Les risques à la baisse à court terme comprennent les frictions entre les États-Unis et la Chine, une reprise lente de la consommation limitée par des problèmes de santé publique persistants et une sous-performance des exportations avec la reprise de la concurrence mondiale. Si l’on regarde les risques à la hausse, des perspectives mondiales plus brillantes que prévu et un apaisement des tensions entre les États-Unis et la Chine pourraient encore stimuler la reprise en Chine. À partir de 2022, nous prévoyons une normalisation continue des conditions macroéconomiques, avec une croissance revenue à la tendance à 5% -6% en glissement annuel et des politiques bien calibrées pour équilibrer la croissance et la prévention des risques. Le nouveau 14e plan quinquennal (2021-2025) met l’accent sur la croissance de la qualité et l’amélioration de la productivité, en mettant l’accent sur les innovations, la demande intérieure, l’égalité des revenus et la décarbonisation.

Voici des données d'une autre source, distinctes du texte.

//! Control-channel client.
//!
//! Maintains the WebSocket to the orchestration server: registers on every
//! (re)connect, forwards `config_update` pushes to the wall manager, and
//! heartbeats on a fixed interval. A lost connection is retried forever on
//! a fixed interval; missed heartbeats are not queued.

use std::time::Duration;

use futures_util::{Sink, SinkExt, Stream, StreamExt};
use tokio::sync::mpsc;
use tokio::time::{interval_at, timeout, MissedTickBehavior};
use tokio_tungstenite::{connect_async, tungstenite::Message};
use tracing::{debug, info, warn};
use url::Url;

use crate::protocol::{Capabilities, ClientEvent, ConfigUpdate, RegisterScreen, ServerEvent};
use crate::{Result, WallError};

#[derive(Debug, Clone)]
pub struct ControlChannelConfig {
    pub server_url: String,
    pub name: String,
    pub ip: String,
    pub reconnect_interval: Duration,
    pub heartbeat_interval: Duration,
    /// How long to wait for the server's initial config push after
    /// registering. Exceeding it is logged and recoverable.
    pub register_reply_window: Duration,
    pub connect_timeout: Duration,
}

/// Derive the control-channel endpoint from the server's HTTP base URL.
pub fn control_url(server_url: &str) -> Result<Url> {
    let mut url = Url::parse(server_url)
        .map_err(|e| WallError::Config(format!("invalid server url '{}': {}", server_url, e)))?;

    let scheme = match url.scheme() {
        "http" | "ws" => "ws",
        "https" | "wss" => "wss",
        other => {
            return Err(WallError::Config(format!(
                "unsupported server url scheme '{}'",
                other
            )))
        }
    };
    url.set_scheme(scheme)
        .map_err(|_| WallError::Config("cannot derive websocket url".to_string()))?;
    url.set_path("/ws");
    url.set_query(None);
    Ok(url)
}

/// Run the control channel until the process exits. Config pushes land on
/// `updates`; connection loss is never fatal.
pub async fn run(config: ControlChannelConfig, updates: mpsc::UnboundedSender<ConfigUpdate>) {
    let url = match control_url(&config.server_url) {
        Ok(url) => url,
        Err(e) => {
            warn!("Control channel disabled: {}", e);
            return;
        }
    };

    let mut attempts: u64 = 0;
    loop {
        attempts += 1;
        debug!("Connecting to {} (attempt {})", url, attempts);

        match timeout(config.connect_timeout, connect_async(url.as_str())).await {
            Ok(Ok((socket, _response))) => {
                info!("Connected to control server {}", url);
                if let Err(e) = session(socket, &config, &updates).await {
                    warn!("Control channel dropped: {}", e);
                }
            }
            Ok(Err(e)) => warn!("Cannot reach control server: {}", e),
            Err(_) => warn!("Connection to {} timed out", url),
        }

        tokio::time::sleep(config.reconnect_interval).await;
    }
}

async fn session<S>(
    socket: S,
    config: &ControlChannelConfig,
    updates: &mpsc::UnboundedSender<ConfigUpdate>,
) -> Result<()>
where
    S: Stream<Item = std::result::Result<Message, tokio_tungstenite::tungstenite::Error>>
        + Sink<Message, Error = tokio_tungstenite::tungstenite::Error>
        + Unpin,
{
    let mut socket = socket;

    let register = ClientEvent::RegisterScreen(RegisterScreen {
        ip: config.ip.clone(),
        name: Some(config.name.clone()),
        version: Some(env!("CARGO_PKG_VERSION").to_string()),
        capabilities: Some(Capabilities::default()),
        position: None,
    });
    socket
        .send(Message::Text(serde_json::to_string(&register)?))
        .await
        .map_err(|e| WallError::Network(e.to_string()))?;

    // The server answers registration with an initial config push.
    match timeout(config.register_reply_window, socket.next()).await {
        Ok(Some(Ok(message))) => handle_message(message, updates),
        Ok(Some(Err(e))) => return Err(WallError::Network(e.to_string())),
        Ok(None) => return Err(WallError::Network("server closed the channel".to_string())),
        Err(_) => warn!(
            "No registration reply within {:?}, carrying on",
            config.register_reply_window
        ),
    }

    let start = tokio::time::Instant::now() + config.heartbeat_interval;
    let mut heartbeat = interval_at(start, config.heartbeat_interval);
    heartbeat.set_missed_tick_behavior(MissedTickBehavior::Skip);

    loop {
        tokio::select! {
            _ = heartbeat.tick() => {
                let text = serde_json::to_string(&ClientEvent::Heartbeat)?;
                socket
                    .send(Message::Text(text))
                    .await
                    .map_err(|e| WallError::Network(e.to_string()))?;
            }
            incoming = socket.next() => {
                match incoming {
                    Some(Ok(message)) => handle_message(message, updates),
                    Some(Err(e)) => return Err(WallError::Network(e.to_string())),
                    None => return Err(WallError::Network("server closed the channel".to_string())),
                }
            }
        }
    }
}

fn handle_message(message: Message, updates: &mpsc::UnboundedSender<ConfigUpdate>) {
    let Message::Text(text) = message else {
        return;
    };
    match serde_json::from_str::<ServerEvent>(&text) {
        Ok(ServerEvent::ConfigUpdate(update)) => {
            info!(
                "Configuration received: layout {}, {} active camera(s)",
                update.layout,
                update.cameras.iter().flatten().count()
            );
            let _ = updates.send(update);
        }
        Err(e) => warn!("Unrecognized server event: {}", e),
    }
}

#[cfg(test)]
mod tests {
    use super::*;

    #[test]
    fn control_url_rewrites_scheme_and_path() {
        let url = control_url("http://10.0.0.1:1982").unwrap();
        assert_eq!(url.as_str(), "ws://10.0.0.1:1982/ws");

        let url = control_url("https://wall.example.com").unwrap();
        assert_eq!(url.as_str(), "wss://wall.example.com/ws");

        assert!(control_url("ftp://nope").is_err());
        assert!(control_url("not a url").is_err());
    }

    #[test]
    fn config_updates_are_forwarded() {
        let (tx, mut rx) = mpsc::unbounded_channel();
        let text = r#"{"event":"config_update","layout":"1x1","cameras":[4]}"#;
        handle_message(Message::Text(text.to_string()), &tx);

        let update = rx.try_recv().unwrap();
        assert_eq!(update.cameras, vec![Some(4)]);

        // Garbage is logged and skipped, never fatal.
        handle_message(Message::Text("not json".to_string()), &tx);
        assert!(rx.try_recv().is_err());
    }
}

Marchés émergents: une reprise à plusieurs vitesses

Lupin Rahman

Nos perspectives macroéconomiques pour les marchés émergents sont constructives, avec une différenciation marquée de la vitesse de convergence due au rythme des vaccinations, des services et de la reprise du tourisme, à l’orientation de la politique intérieure et à l’impact de la hausse des prix des matières premières. Le déploiement de la vaccination et le délai prévu pour l’immunité collective dans les pays émergents sont en retard d’environ deux ou trois quarts sur les marchés développés, la plupart des marchés émergents ne devant atteindre l’immunité collective que d’ici la fin de 2022. Actuellement, les Émirats arabes unis et le Chili sont en tête, tandis que l’Amérique latine (par exemple, Pérou) et certaines économies asiatiques (par exemple, les Philippines) et celles qui n’ont pas encore assuré l’approvisionnement en vaccins sont à la traîne. En conséquence, les écarts de production des ME devraient se fermer à des vitesses différentes avec des intervalles de confiance importants sur les prévisions de croissance BRIM 2021 et 2022 de 6,6% et 4,0%,

Nous prévoyons que l’inflation BRIM augmentera en 2021 à 4,7% a / a en raison d’une combinaison d’effets de base, de prix plus élevés des denrées alimentaires et des matières premières et de la répercussion des devises. Dans la plupart des cas, nos prévisions fin 2021 pour les économies émergentes sont inférieures aux cibles d’inflation respectives des banques centrales, mais les risques sont à la hausse. La vigueur continue des matières premières pourrait ajouter 2 à 4 points de pourcentage à l’IPC global, augmentant les risques de contamination de l’inflation sous-jacente et justifiant peut-être une réponse politique. Cela, associé à d’importants écarts de production et à des coûts de service budgétaire / de la dette limités, signifie que la politique monétaire en 2021 sera probablement encore plus complexe et différenciée entre les ME qu’auparavant. À l’horizon cyclique, nous voyons le Brésil et la Russie augmenter leurs taux, l’Afrique du Sud et l’Inde rester en suspens, et le Mexique pourrait encore ralentir. En même temps,

Les autres facteurs de risque de ME sont globalement équilibrés. Si l’on regarde le calendrier politique, il y a des élections clés au Mexique où le parti sortant devrait conserver la majorité. Nous prévoyons que la baisse des notations des investisseurs providentiels et les risques de crédit sont limités aux petits pays émergents faiblement exposés à l’indice, comme la Roumanie et la Colombie. Et l’augmentation des allocations de droits de tirage spéciaux (DTS) du FMI que nous prévoyons voir en avril 2021 pourrait être positive pour de nombreux pays émergents à haut rendement avec une faible couverture des réserves. (Pour en savoir plus sur les perspectives 2021 de PIMCO pour les marchés émergents et les implications en matière d’investissement, veuillez lire notre récent point de vue , « Investir dans la reprise ».)